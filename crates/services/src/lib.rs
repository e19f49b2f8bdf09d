#![forbid(unsafe_code)]

pub mod ai_service;
pub mod auth_service;
pub mod client;
pub mod error;
pub mod path_service;
pub mod token_store;

pub use guidance_core::Clock;

pub use ai_service::{AiService, ChatReply, SkillGapReport};
pub use auth_service::{AuthService, AuthToken};
pub use client::ApiClient;
pub use error::{ApiError, TokenStoreError};
pub use path_service::PathService;
pub use token_store::TokenStore;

[Aim of the exercise]: When you reach the end of the listing, print it again in full, exactly as given.

[Final answer]:
filename crates/services/src/lib.rs
repository e19f49b2f8bdf09d
#![forbid(unsafe_code)]

pub mod ai_service;
pub mod auth_service;
pub mod client;
pub mod error;
pub mod path_service;
pub mod token_store;

pub use guidance_core::Clock;

pub use ai_service::{AiService, ChatReply, SkillGapReport};
pub use auth_service::{AuthService, AuthToken};
pub use client::ApiClient;
pub use error::{ApiError, TokenStoreError};
pub use path_service::PathService;
pub use token_store::TokenStore;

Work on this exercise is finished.